> [Aim of the task] Output the listing below verbatim.
===
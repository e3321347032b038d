/* src/client/web/wasm/src/logger.rs */

use log::{Level, LevelFilter, Log, Metadata, Record};
use wasm_bindgen::JsValue;
use web_sys::console;

/// Forwards `log` records to the browser console.
struct ConsoleLogger;

static LOGGER: ConsoleLogger = ConsoleLogger;

impl Log for ConsoleLogger {
  fn enabled(&self, metadata: &Metadata) -> bool {
    metadata.level() <= log::max_level()
  }

  fn log(&self, record: &Record) {
    if !self.enabled(record.metadata()) {
      return;
    }
    let line = JsValue::from_str(&format!("[{}] {}", record.target(), record.args()));
    match record.level() {
      Level::Error => console::error_1(&line),
      Level::Warn => console::warn_1(&line),
      Level::Info => console::info_1(&line),
      Level::Debug | Level::Trace => console::debug_1(&line),
    }
  }

  fn flush(&self) {}
}

pub fn parse_level(level: &str) -> LevelFilter {
  level.parse().unwrap_or(LevelFilter::Info)
}

/// Install the console logger. A second call only adjusts the level.
pub fn init(level: &str) {
  // Already installed by an earlier boot; keep it
  let _ = log::set_logger(&LOGGER);
  log::set_max_level(parse_level(level));
}
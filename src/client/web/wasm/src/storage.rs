/* src/client/web/wasm/src/storage.rs */

use landing_core::{KeyValueBackend, LandingError, Result};
use web_sys::Storage;

/// `window.localStorage`, scoped to the page origin.
pub struct LocalStorageBackend {
  storage: Storage,
}

impl LocalStorageBackend {
  /// `None` when storage is disabled by the browser or its policy; touching
  /// `localStorage` throws in that case rather than returning null.
  pub fn open() -> Option<Self> {
    let storage = web_sys::window()?.local_storage().ok()??;
    Some(Self { storage })
  }
}

impl KeyValueBackend for LocalStorageBackend {
  fn read(&self, key: &str) -> Result<Option<String>> {
    self.storage.get_item(key).map_err(|e| LandingError::storage(format!("read {key}: {e:?}")))
  }

  fn write(&mut self, key: &str, value: &str) -> Result<()> {
    self.storage.set_item(key, value).map_err(|e| LandingError::storage(format!("write {key}: {e:?}")))
  }
}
===
> [Problem solution]
repository e3321347032b038d
/* src/client/web/wasm/src/logger.rs */

use log::{Level, LevelFilter, Log, Metadata, Record};
use wasm_bindgen::JsValue;
use web_sys::console;

/// Forwards `log` records to the browser console.
struct ConsoleLogger;

static LOGGER: ConsoleLogger = ConsoleLogger;

impl Log for ConsoleLogger {
  fn enabled(&self, metadata: &Metadata) -> bool {
    metadata.level() <= log::max_level()
  }

  fn log(&self, record: &Record) {
    if !self.enabled(record.metadata()) {
      return;
    }
    let line = JsValue::from_str(&format!("[{}] {}", record.target(), record.args()));
    match record.level() {
      Level::Error => console::error_1(&line),
      Level::Warn => console::warn_1(&line),
      Level::Info => console::info_1(&line),
      Level::Debug | Level::Trace => console::debug_1(&line),
    }
  }

  fn flush(&self) {}
}

pub fn parse_level(level: &str) -> LevelFilter {
  level.parse().unwrap_or(LevelFilter::Info)
}

/// Install the console logger. A second call only adjusts the level.
pub fn init(level: &str) {
  // Already installed by an earlier boot; keep it
  let _ = log::set_logger(&LOGGER);
  log::set_max_level(parse_level(level));
}
filename src/client/web/wasm/src/storage.rs
/* src/client/web/wasm/src/storage.rs */

use landing_core::{KeyValueBackend, LandingError, Result};
use web_sys::Storage;

/// `window.localStorage`, scoped to the page origin.
pub struct LocalStorageBackend {
  storage: Storage,
}

impl LocalStorageBackend {
  /// `None` when storage is disabled by the browser or its policy; touching
  /// `localStorage` throws in that case rather than returning null.
  pub fn open() -> Option<Self> {
    let storage = web_sys::window()?.local_storage().ok()??;
    Some(Self { storage })
  }
}

impl KeyValueBackend for LocalStorageBackend {
  fn read(&self, key: &str) -> Result<Option<String>> {
    self.storage.get_item(key).map_err(|e| LandingError::storage(format!("read {key}: {e:?}")))
  }

  fn write(&mut self, key: &str, value: &str) -> Result<()> {
    self.storage.set_item(key, value).map_err(|e| LandingError::storage(format!("write {key}: {e:?}")))
  }
}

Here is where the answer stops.